All lines in the material below that contain "TransactionCommands" should be located and copied.

**** RAW DATA ****

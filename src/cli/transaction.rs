//! Transaction CLI commands
//!
//! Implements CLI commands for recording, listing, searching and deleting
//! transactions.

use clap::Subcommand;

use crate::config::Settings;
use crate::display::{format_transaction_details, format_transaction_table};
use crate::error::TrackerResult;
use crate::models::category::is_suggested;
use crate::models::parse_tag_list;
use crate::services::{Ledger, NewTransaction, SearchMode};

use super::{parse_amount, parse_date, parse_id, parse_kind, parse_month};

/// Transaction subcommands
#[derive(Subcommand, Debug)]
pub enum TransactionCommands {
    /// Record income or an expense
    Add {
        /// "income" or "expense"
        kind: String,
        /// Amount (e.g., "50" or "12.75"), must be positive
        amount: String,
        /// Category name
        #[arg(short, long)]
        category: String,
        /// What the money was for
        #[arg(short, long)]
        description: String,
        /// Comma-separated tags
        #[arg(short, long)]
        tags: Option<String>,
        /// Transaction date (YYYY-MM-DD), defaults to today
        #[arg(long)]
        date: Option<String>,
    },
    /// List transactions, newest first
    List {
        /// Only transactions in this month (YYYY-MM)
        #[arg(short, long)]
        month: Option<String>,
        /// Number of transactions to show
        #[arg(short, long, default_value = "20")]
        limit: usize,
    },
    /// Show transaction details
    Show {
        /// Transaction ID
        id: String,
    },
    /// Delete a transaction
    Delete {
        /// Transaction ID
        id: String,
    },
    /// Search descriptions and tags
    Search {
        /// Text to look for (case-insensitive)
        query: String,
        /// Fields to search: all, description or tags
        #[arg(long, default_value = "all")]
        mode: String,
    },
}

/// Handle a transaction command
pub fn handle_transaction_command(
    ledger: &mut Ledger,
    settings: &Settings,
    cmd: TransactionCommands,
) -> TrackerResult<()> {
    let symbol = settings.currency_symbol.as_str();

    match cmd {
        TransactionCommands::Add {
            kind,
            amount,
            category,
            description,
            tags,
            date,
        } => {
            let kind = parse_kind(&kind)?;
            let amount = parse_amount(&amount)?;

            let mut input = NewTransaction::new(kind, amount, category, description);
            if let Some(tags) = tags {
                input = input.tags(parse_tag_list(&tags));
            }
            if let Some(date) = date {
                input = input.on(parse_date(&date)?);
            }

            let txn = ledger.add_transaction(input)?;
            println!(
                "Added {} #{}: {} {} ({})",
                txn.kind.as_str(),
                txn.id,
                txn.amount.format_with_symbol(symbol),
                txn.category,
                txn.description
            );
            if !is_suggested(txn.kind, &txn.category) {
                println!("Note: '{}' is a custom {} category", txn.category, txn.kind.as_str());
            }

            let alerts = ledger.check_budget_alerts(Some(txn.month()));
            if let Some(alert) = alerts.iter().find(|a| a.category == txn.category) {
                println!(
                    "Warning: {} is over its budget for {} by {}",
                    alert.category,
                    txn.month(),
                    alert.exceeded_by.format_with_symbol(symbol)
                );
            }
        }

        TransactionCommands::List { month, limit } => {
            let month = parse_month(month.as_deref())?;
            let matching: Vec<_> = ledger
                .transactions_newest_first()
                .into_iter()
                .filter(|t| t.in_month(month))
                .collect();
            let total = matching.len();

            print!(
                "{}",
                format_transaction_table(matching.into_iter().take(limit), symbol)
            );
            if total > limit {
                println!("Showing {} of {} transactions", limit, total);
            }
        }

        TransactionCommands::Show { id } => {
            let id = parse_id(&id)?;
            let txn = ledger.get(id)?;
            print!("{}", format_transaction_details(txn, symbol));
        }

        TransactionCommands::Delete { id } => {
            let id = parse_id(&id)?;
            if ledger.delete_transaction(id)? {
                println!("Deleted transaction #{}", id);
            } else {
                println!("No transaction #{} to delete", id);
            }
        }

        TransactionCommands::Search { query, mode } => {
            let mode: SearchMode = mode.parse()?;
            let results = ledger.search_transactions(&query, mode);
            println!(
                "{} match(es) for '{}' in {}",
                results.len(),
                query,
                mode
            );
            print!("{}", format_transaction_table(results, symbol));
        }
    }

    Ok(())
}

****

ANSWER FOR THIS EXERCISE:
pub enum TransactionCommands {
    cmd: TransactionCommands,
        TransactionCommands::Add {
        TransactionCommands::List { month, limit } => {
        TransactionCommands::Show { id } => {
        TransactionCommands::Delete { id } => {
        TransactionCommands::Search { query, mode } => {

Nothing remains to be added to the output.